In 2018, Palo Alto Unified hired Superintendent Don Austin, who did not receive a home loan.
Mountain View Whisman school board member Devon Conley said no city or school district employee actually makes enough money to 'easily' purchase a home in the area. She emphasized that while superintendents have a high salary, they often serve most of their careers making modest salaries as teachers and principals.
"If we do not offer an employer-assisted housing benefit to future superintendents, we will only get people who are independently wealthy," Conley said. "They will not understand the needs of our students or the concerns of our teachers and staff."
Trustees also repeatedly said the public couldn't have been appraised about the loan ahead of time because of the Brown Act, which only permits the board to negotiate contract agreements with employees in closed session. Cabute said she wasn't sold on the argument, and that the Brown Act shouldn't be used as a broad defense for not giving the public access to the terms and allowing for more feedback.
What's unusual about the loan is the timing. While home loans may be commonly used to entice new talent to the high-cost area like Mountain View, Rudolph has served as superintendent for five years in the Mountain View Whisman School District. The job has a notoriously fast turnover rate, with superintendents in urban areas serving an average of just over three years in any one district.
Board member Ellen Wheeler, the only sitting trustee who voted to hire Rudolph in 2015, said in an email that home loans were not part of the hiring discussion that took place five years ago. But today, it marks a good opportunity to keep Rudolph in the school district at a time when many other superintendents are headed for the door.
"We are very pleased that Ayinde has stated many times to us that he wants to stay in our district for a long time," Wheeler said. "His experience in these extraordinarily complex times is highly valuable to the success of our school district. If he left, it would be very difficult find someone who could show the skill set Ayinde has developed over the years."

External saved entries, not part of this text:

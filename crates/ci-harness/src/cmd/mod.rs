//! Command layer - entry points for the harness subcommands

pub mod batch;
pub mod launch;
pub mod run;

pub use batch::run_batch_command;
pub use launch::run_launch;
pub use run::run_single;
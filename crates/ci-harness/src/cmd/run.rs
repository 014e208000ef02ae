use std::sync::Arc;

use anyhow::Result;
use utils::version;

use crate::config::RunArgs;
use crate::job::SubmittedJob;
use crate::k8s::ClusterClient;
use crate::logging;
use crate::orchestrator::run_job;
use crate::orchestrator::JobVerdict;
use crate::orchestrator::OrchestratorConfig;

pub async fn run_single(args: RunArgs) -> Result<()> {
    let _guard = logging::init(args.driver.log_dir.as_deref())?;
    tracing::info!("Starting ci-harness run {}", &**version::VERSION);

    let client = ClusterClient::connect(args.driver.kubeconfig.clone())
        .await
        .map_err(|e| anyhow::anyhow!("Failed to connect to the cluster: {e:?}"))?;
    let job = SubmittedJob::new(args.to_spec());
    let config = OrchestratorConfig::from(&args.driver);
    tracing::info!(
        job = %job.job_name(),
        job_type = %job.spec.job_type,
        namespace = %job.spec.namespace,
        "submitting job"
    );

    let verdict = run_job(Arc::new(client), &job, &config)
        .await
        .map_err(|e| anyhow::anyhow!("Job {} errored: {e:?}", job.job_name()))?;
    match verdict {
        JobVerdict::Pass => {
            tracing::info!(job = %job.job_name(), "PASS");
            Ok(())
        }
        JobVerdict::Fail => Err(anyhow::anyhow!("job {} failed", job.job_name())),
    }
}
use std::collections::BTreeMap;

use api_types::EnvFlavor;
use api_types::JobType;
use api_types::RoleSizes;
use api_types::ServerArgs;
use api_types::TestJobSpec;
use clap::Parser;

use crate::config::driver::DriverArgs;

#[derive(Parser, Debug, Clone)]
pub struct RunArgs {
    #[arg(long, help = "Container image with sglang and ci-harness installed")]
    pub image: String,

    #[arg(long, help = "Topology: single, multi-pd-mix or multi-pd-separation")]
    pub kube_job_type: JobType,

    #[arg(long, default_value = "default", help = "Namespace the job runs in")]
    pub kube_name_space: String,

    #[arg(long, default_value = "sglang-ci", help = "Job name prefix; a run-id is appended")]
    pub kube_job_name_prefix: String,

    #[arg(long, default_value = "sglang", help = "sglang checkout inside the image")]
    pub sglang_source_relative_path: String,

    #[arg(long, help = "Test case path relative to the sglang checkout")]
    pub test_case: String,

    #[arg(long, default_value = "ci", help = "debug or ci")]
    pub env: EnvFlavor,

    #[arg(long, help = "Model path inside the image")]
    pub model_path: String,

    #[arg(long, default_value_t = 1, help = "NPUs for a single job")]
    pub npus: u32,

    #[arg(long, default_value_t = 2, help = "Replica count for multi-pd-mix")]
    pub replicas: u32,

    #[arg(long, default_value_t = 1, help = "Prefill pods for multi-pd-separation")]
    pub prefill_size: u32,

    #[arg(long, default_value_t = 1, help = "Decode pods for multi-pd-separation")]
    pub decode_size: u32,

    #[arg(long, default_value_t = 1, help = "Router pods for multi-pd-separation")]
    pub router_size: u32,

    #[arg(long, default_value_t = 16, help = "NPUs per multi-node pod")]
    pub npus_per_pod: u32,

    #[arg(
        long,
        allow_hyphen_values = true,
        value_delimiter = ' ',
        help = "Extra server arguments for every role, space separated"
    )]
    pub server_args: Vec<String>,

    #[arg(long, allow_hyphen_values = true, value_delimiter = ' ')]
    pub prefill_args: Vec<String>,

    #[arg(long, allow_hyphen_values = true, value_delimiter = ' ')]
    pub decode_args: Vec<String>,

    #[arg(
        long = "pass-env",
        value_parser = parse_key_value,
        help = "KEY=VALUE forwarded into every container, repeatable"
    )]
    pub pass_env: Vec<(String, String)>,

    #[command(flatten)]
    pub driver: DriverArgs,
}

impl RunArgs {
    pub fn to_spec(&self) -> TestJobSpec {
        TestJobSpec {
            job_type: self.kube_job_type,
            image: self.image.clone(),
            namespace: self.kube_name_space.clone(),
            job_name_prefix: self.kube_job_name_prefix.clone(),
            model_path: self.model_path.clone(),
            test_case: self.test_case.clone(),
            sglang_source_relative_path: self.sglang_source_relative_path.clone(),
            env: self.env,
            sizes: RoleSizes {
                npus: self.npus,
                replicas: self.replicas,
                prefill: self.prefill_size,
                decode: self.decode_size,
                router: self.router_size,
                npus_per_pod: self.npus_per_pod,
            },
            server_args: ServerArgs {
                extra: non_empty(&self.server_args),
                prefill: non_empty(&self.prefill_args),
                decode: non_empty(&self.decode_args),
            },
            pass_env: self.pass_env.iter().cloned().collect::<BTreeMap<_, _>>(),
        }
    }
}

pub(crate) fn non_empty(args: &[String]) -> Vec<String> {
    args.iter().filter(|arg| !arg.is_empty()).cloned().collect()
}

fn parse_key_value(s: &str) -> Result<(String, String), String> {
    match s.split_once('=') {
        Some((key, value)) if !key.is_empty() => Ok((key.to_string(), value.to_string())),
        _ => Err(format!("expected KEY=VALUE, got `{s}`")),
    }
}
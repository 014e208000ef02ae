mod batch;
mod cmd;
mod config;
mod error;
mod job;
mod k8s;
mod launcher;
mod logging;
mod monitor;
mod orchestrator;
mod render;
mod rendezvous;
mod util;

use anyhow::Result;
use clap::Parser;

use crate::config::Cli;
use crate::config::Commands;

/// Sets up global panic hooks.
fn setup_global_hooks() {
    let default_hook = std::panic::take_hook();
    std::panic::set_hook(Box::new(move |panic_info| {
        default_hook(panic_info);
        tracing::error!("Thread panicked: {}", panic_info);
    }));
}

#[tokio::main]
async fn main() -> Result<()> {
    setup_global_hooks();

    let cli = Cli::parse();

    match cli.command {
        Commands::Run(run_args) => cmd::run_single(*run_args).await,
        Commands::Batch(batch_args) => cmd::run_batch_command(batch_args).await,
        Commands::Launch(launch_args) => cmd::run_launch(*launch_args).await,
    }
}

As for giving out loans during the coronavirus pandemic and the economic uncertainty it brings, Wilson said the district has the money available. Property tax growth for the 2020-21 school year remains unscathed by the immediate-term impacts of the coronavirus, and she said property values would have to sink pretty low to put a dent in the budget. She pointed out that the district's average home sale price is about $1.8 million, while the average assessed value floats closer to $910,000.
"With new residential and business construction still thriving in Mountain View, the property tax revenue outlook is good," Wilson said. "Even if a downturn occurs, home values would have to drop by at least half to decline below current average assessed value."

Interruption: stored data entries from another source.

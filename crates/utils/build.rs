use std::env;

fn main() {
    if let Err(err) = emit_git_variables() {
        println!("cargo:warning=vergen: {err}");
    }

    let version = env::var("VERSION").unwrap_or_else(|_| "latest".to_string());
    println!("cargo:rustc-env=IMAGE_VERSION={version}");
    println!("cargo:rerun-if-env-changed=VERSION");
}

fn emit_git_variables() -> anyhow::Result<()> {
    let mut builder = vergen_gitcl::GitclBuilder::default();

    builder.sha(false);
    builder.dirty(false);

    let gitcl = builder.build()?;

    vergen_gitcl::Emitter::default()
        .fail_on_error()
        .add_instructions(&gitcl)?
        .emit()
}
//! ConfigMap-backed peer directory.
//!
//! Every pod of a run writes its `hostname -> pod IP` entry into one ConfigMap
//! named after the job. Pods start in arbitrary order with no route to each
//! other, so this map is the only channel through which they find their peers.

use std::collections::BTreeMap;
use std::fmt;
use std::time::Duration;

use error_stack::Report;
use tracing::debug;
use tracing::info;
use tracing::warn;

use crate::error::HarnessError;
use crate::error::HarnessResult;
use crate::k8s::ResourceManager;
use crate::launcher::role::parse_ordinal;
use crate::launcher::role::RoleKind;
use crate::util::poll_until;

pub const RESOLVE_INTERVAL: Duration = Duration::from_secs(15);

pub const DIST_INIT_PORT: u16 = 5000;
pub const BOOTSTRAP_PORT_BASE: u16 = 8995;
pub const TRANSFER_STORE_PORT: u16 = 24666;

/// Selects directory keys.
#[derive(Debug, Clone, PartialEq, Eq)]
pub enum RoleMatcher {
    /// Exactly the key ending with the suffix, e.g. `prefill-0`.
    Suffix(String),
    /// Every key carrying the role segment. Resolves once `expected` peers are present.
    Role { kind: RoleKind, expected: usize },
}

impl RoleMatcher {
    pub fn suffix(suffix: impl Into<String>) -> Self {
        RoleMatcher::Suffix(suffix.into())
    }

    /// The ordinal-0 pod of a role.
    pub fn leader(kind: RoleKind) -> Self {
        RoleMatcher::Suffix(format!("{}-0", kind.segment()))
    }

    pub fn all(kind: RoleKind, expected: usize) -> Self {
        RoleMatcher::Role { kind, expected }
    }

    fn matches(&self, key: &str) -> bool {
        match self {
            RoleMatcher::Suffix(suffix) => key.ends_with(suffix.as_str()),
            RoleMatcher::Role { kind, .. } => key.contains(&format!("-{}-", kind.segment())),
        }
    }

    /// Peers selected from `data`, ordered by ordinal; `None` while incomplete.
    fn select(&self, data: &BTreeMap<String, String>) -> Option<Vec<Peer>> {
        let mut peers: Vec<Peer> = data
            .iter()
            .filter(|(key, ip)| self.matches(key) && !ip.is_empty())
            .map(|(key, ip)| Peer {
                hostname: key.clone(),
                ip: ip.clone(),
                ordinal: parse_ordinal(key).unwrap_or_default(),
            })
            .collect();
        peers.sort_by_key(|peer| peer.ordinal);

        let complete = match self {
            RoleMatcher::Suffix(_) => !peers.is_empty(),
            RoleMatcher::Role { expected, .. } => peers.len() >= *expected,
        };
        if !complete {
            return None;
        }
        if let RoleMatcher::Suffix(_) = self {
            peers.truncate(1);
        }
        Some(peers)
    }
}

impl fmt::Display for RoleMatcher {
    fn fmt(&self, f: &mut fmt::Formatter<'_>) -> fmt::Result {
        match self {
            RoleMatcher::Suffix(suffix) => write!(f, "*{suffix}"),
            RoleMatcher::Role { kind, expected } => write!(f, "{expected}x *-{}-*", kind.segment()),
        }
    }
}

/// A resolved directory entry.
#[derive(Debug, Clone, PartialEq, Eq)]
pub struct Peer {
    pub hostname: String,
    pub ip: String,
    pub ordinal: u32,
}

/// Read/write access to one run's directory ConfigMap.
#[derive(Clone)]
pub struct RendezvousDirectory {
    manager: ResourceManager,
    namespace: String,
    name: String,
    interval: Duration,
}

impl RendezvousDirectory {
    pub fn new(manager: ResourceManager, namespace: impl Into<String>, name: impl Into<String>) -> Self {
        Self {
            manager,
            namespace: namespace.into(),
            name: name.into(),
            interval: RESOLVE_INTERVAL,
        }
    }

    pub fn name(&self) -> &str {
        &self.name
    }

    /// Overwrite the whole directory with `data`.
    ///
    /// # Errors
    ///
    /// - [`HarnessError::ResourceCreation`] if the ConfigMap cannot be written
    pub async fn publish(&self, data: BTreeMap<String, String>) -> HarnessResult<()> {
        self.manager
            .upsert_config_map(&self.name, data, &self.namespace)
            .await
    }

    /// Current directory contents; empty when the ConfigMap does not exist yet.
    pub async fn read(&self) -> HarnessResult<BTreeMap<String, String>> {
        self.manager
            .read_config_map(&self.name, &self.namespace)
            .await
            .map(Option::unwrap_or_default)
    }

    /// Add this pod's entry: read, insert, overwrite.
    ///
    /// Two pods registering at the same moment can drop each other's entry;
    /// [`RendezvousDirectory::resolve`] re-registers when it sees its own entry missing.
    #[tracing::instrument(skip(self), fields(directory = %self.name))]
    pub async fn register(&self, hostname: &str, ip: &str) -> HarnessResult<()> {
        let mut data = self.read().await?;
        data.insert(hostname.to_string(), ip.to_string());
        self.publish(data).await?;
        info!("registered in rendezvous directory");
        Ok(())
    }

    /// Wait until every matcher resolves and return the peers, one list per
    /// matcher in the given order.
    ///
    /// `own_entry` is written back whenever it is missing from the directory.
    ///
    /// # Errors
    ///
    /// - [`HarnessError::RendezvousTimeout`] naming the matchers still unresolved
    #[tracing::instrument(skip(self, matchers, own_entry), fields(directory = %self.name))]
    pub async fn resolve(
        &self,
        matchers: &[RoleMatcher],
        own_entry: Option<(&str, &str)>,
        timeout: Duration,
    ) -> HarnessResult<Vec<Vec<Peer>>> {
        let resolved = poll_until(self.interval, timeout, move || async move {
            self.try_resolve(matchers, own_entry).await.ok()
        })
        .await;

        let missing = match resolved {
            Some(peers) => {
                info!(?peers, "rendezvous resolved");
                return Ok(peers);
            }
            None => match self.try_resolve(matchers, None).await {
                Ok(peers) => return Ok(peers),
                Err(missing) => missing,
            },
        };
        Err(Report::new(HarnessError::RendezvousTimeout {
            config_map: self.name.clone(),
            missing,
            timeout,
        }))
    }

    /// One poll: the peers, or the names of the matchers not yet satisfied.
    async fn try_resolve(
        &self,
        matchers: &[RoleMatcher],
        own_entry: Option<(&str, &str)>,
    ) -> Result<Vec<Vec<Peer>>, Vec<String>> {
        let all_missing = || matchers.iter().map(ToString::to_string).collect::<Vec<_>>();
        let data = match self.read().await {
            Ok(data) => data,
            Err(e) => {
                warn!(error = ?e, "failed to read rendezvous directory");
                return Err(all_missing());
            }
        };

        if let Some((hostname, ip)) = own_entry {
            if data.get(hostname).map(String::as_str) != Some(ip) {
                warn!(hostname, "own entry missing from directory, registering again");
                if let Err(e) = self.register(hostname, ip).await {
                    warn!(error = ?e, "failed to re-register");
                }
            }
        }

        if data.is_empty() {
            debug!("rendezvous directory empty");
            return Err(all_missing());
        }

        let mut resolved = Vec::with_capacity(matchers.len());
        let mut missing = Vec::new();
        for matcher in matchers {
            match matcher.select(&data) {
                Some(peers) => resolved.push(peers),
                None => missing.push(matcher.to_string()),
            }
        }
        if missing.is_empty() {
            Ok(resolved)
        } else {
            debug!(?missing, "waiting for peers");
            Err(missing)
        }
    }
}

/// `--dist-init-addr` for a multi-node instance led by `ip`.
pub fn dist_init_addr(ip: &str) -> String {
    format!("{ip}:{DIST_INIT_PORT}")
}

/// KV-cache transfer store rooted at the prefill leader.
pub fn transfer_store_url(prefill_leader_ip: &str) -> String {
    format!("tcp://{prefill_leader_ip}:{TRANSFER_STORE_PORT}")
}

/// A role whose static launch args carry `--node-rank` forms one multi-node
/// instance; otherwise every pod is its own instance.
pub fn is_multi_node(static_args: &[String]) -> bool {
    static_args
        .iter()
        .any(|arg| arg == "--node-rank" || arg.starts_with("--node-rank="))
}

/// Bootstrap port of the instance the pod with `ordinal` belongs to.
pub fn bootstrap_port(static_args: &[String], ordinal: u32) -> u16 {
    if is_multi_node(static_args) {
        BOOTSTRAP_PORT_BASE
    } else {
        BOOTSTRAP_PORT_BASE.saturating_add(u16::try_from(ordinal).unwrap_or(u16::MAX))
    }
}

#[cfg(test)]
mod tests {
    use std::sync::Arc;

    use similar_asserts::assert_eq;
    use test_log::test;

    use super::*;
    use crate::k8s::mock::MockClusterApi;

    const TIMEOUT: Duration = Duration::from_secs(60);

    fn directory(api: &Arc<MockClusterApi>) -> RendezvousDirectory {
        RendezvousDirectory::new(ResourceManager::new(api.clone()), "ci", "run-rendezvous")
    }

    fn ips(peers: &[Peer]) -> Vec<&str> {
        peers.iter().map(|peer| peer.ip.as_str()).collect()
    }

    #[test(tokio::test(start_paused = true))]
    async fn resolves_prefill_leader_to_dist_init_addr() {
        let api = Arc::new(MockClusterApi::new());
        api.set_config_map(
            "run-rendezvous",
            &[("run-prefill-0", "10.0.0.1"), ("run-decode-0", "10.0.0.2")],
        );

        let peers = directory(&api)
            .resolve(&[RoleMatcher::suffix("prefill-0")], None, TIMEOUT)
            .await
            .unwrap();

        assert_eq!(dist_init_addr(&peers[0][0].ip), "10.0.0.1:5000");
    }

    #[test(tokio::test(start_paused = true))]
    async fn absent_key_blocks_until_published() {
        let api = Arc::new(MockClusterApi::new());
        api.set_config_map("run-rendezvous", &[("run-prefill-0", "10.0.0.1")]);
        let dir = directory(&api);

        let writer = {
            let api = api.clone();
            tokio::spawn(async move {
                tokio::time::sleep(Duration::from_secs(20)).await;
                api.set_config_map(
                    "run-rendezvous",
                    &[("run-prefill-0", "10.0.0.1"), ("run-decode-0", "10.0.0.2")],
                );
            })
        };

        let start = tokio::time::Instant::now();
        let peers = dir
            .resolve(&[RoleMatcher::leader(RoleKind::Decode)], None, TIMEOUT)
            .await
            .unwrap();
        writer.await.unwrap();

        assert_eq!(ips(&peers[0]), vec!["10.0.0.2"]);
        // polled at 0s and 15s, found at 30s
        assert_eq!(start.elapsed(), Duration::from_secs(30));
    }

    #[test(tokio::test(start_paused = true))]
    async fn timeout_names_missing_matchers() {
        let api = Arc::new(MockClusterApi::new());
        api.set_config_map("run-rendezvous", &[("run-prefill-0", "10.0.0.1")]);

        let err = directory(&api)
            .resolve(
                &[
                    RoleMatcher::leader(RoleKind::Prefill),
                    RoleMatcher::leader(RoleKind::Decode),
                ],
                None,
                TIMEOUT,
            )
            .await
            .unwrap_err();

        match err.current_context() {
            HarnessError::RendezvousTimeout { missing, .. } => {
                assert_eq!(*missing, vec!["*decode-0".to_string()]);
            }
            other => panic!("unexpected error: {other}"),
        }
    }

    #[test(tokio::test(start_paused = true))]
    async fn missing_config_map_times_out() {
        let api = Arc::new(MockClusterApi::new());

        let err = directory(&api)
            .resolve(&[RoleMatcher::suffix("node-0")], None, TIMEOUT)
            .await
            .unwrap_err();

        assert!(matches!(
            err.current_context(),
            HarnessError::RendezvousTimeout { .. }
        ));
    }

    #[test(tokio::test(start_paused = true))]
    async fn role_matcher_waits_for_expected_count() {
        let api = Arc::new(MockClusterApi::new());
        api.set_config_map(
            "run-rendezvous",
            &[
                ("run-prefill-1", "10.0.0.4"),
                ("run-prefill-0", "10.0.0.3"),
                ("run-decode-0", "10.0.0.5"),
                ("run-router-0", "10.0.0.6"),
            ],
        );
        let dir = directory(&api);

        let peers = dir
            .resolve(&[RoleMatcher::all(RoleKind::Prefill, 2)], None, TIMEOUT)
            .await
            .unwrap();
        assert_eq!(ips(&peers[0]), vec!["10.0.0.3", "10.0.0.4"]);

        let err = dir
            .resolve(&[RoleMatcher::all(RoleKind::Decode, 2)], None, TIMEOUT)
            .await
            .unwrap_err();
        assert!(matches!(
            err.current_context(),
            HarnessError::RendezvousTimeout { .. }
        ));
    }

    #[test(tokio::test(start_paused = true))]
    async fn register_keeps_other_entries() {
        let api = Arc::new(MockClusterApi::new());
        let dir = directory(&api);

        dir.register("run-prefill-0", "10.0.0.1").await.unwrap();
        dir.register("run-decode-0", "10.0.0.2").await.unwrap();

        let data = api.config_map("run-rendezvous").unwrap();
        assert_eq!(data.len(), 2);
        assert_eq!(data["run-prefill-0"], "10.0.0.1");
    }

    #[test(tokio::test(start_paused = true))]
    async fn lost_own_entry_is_registered_again() {
        let api = Arc::new(MockClusterApi::new());
        // another pod overwrote the map without our entry
        api.set_config_map("run-rendezvous", &[("run-node-0", "10.0.0.1")]);

        directory(&api)
            .resolve(
                &[RoleMatcher::suffix("node-0")],
                Some(("run-node-1", "10.0.0.9")),
                TIMEOUT,
            )
            .await
            .unwrap();

        let data = api.config_map("run-rendezvous").unwrap();
        assert_eq!(data.get("run-node-1").map(String::as_str), Some("10.0.0.9"));
    }

    #[test]
    fn bootstrap_port_depends_on_node_rank_flag() {
        let args = |list: &[&str]| list.iter().map(ToString::to_string).collect::<Vec<_>>();
        let multi_node = args(&["--nnodes", "2", "--node-rank", "0"]);
        let independent = args(&["--tp-size", "16"]);

        assert_eq!(bootstrap_port(&multi_node, 1), 8995);
        assert_eq!(bootstrap_port(&independent, 0), 8995);
        assert_eq!(bootstrap_port(&independent, 2), 8997);
        assert_eq!(transfer_store_url("10.0.0.1"), "tcp://10.0.0.1:24666");
    }
}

Wilson said the school district can also keep its "healthy" reserve levels while ratcheting up spending during the pandemic. For the upcoming school year, the district has $700,000 budgeted for a standing "virtual teaching team," which will support remote learning and limited access to school campuses, and has already purchased laptops and tablets for all students. An extra $300,000 has been set aside for unforeseen costs, which Wilson said will be kept in the budget indefinitely in order to offset future emergencies.
The only dissenting vote on the superintendent's contract was board member Jose Gutierrez, who said he supported the $1.2 home loan but nevertheless wanted to cast a symbolic "no" vote against the contract. He said he didn't want people to think trustees "don't care" or don't understand the frustration raised by parents Thursday evening.
"This is not a sham process, this is democracy," Gutierrez said.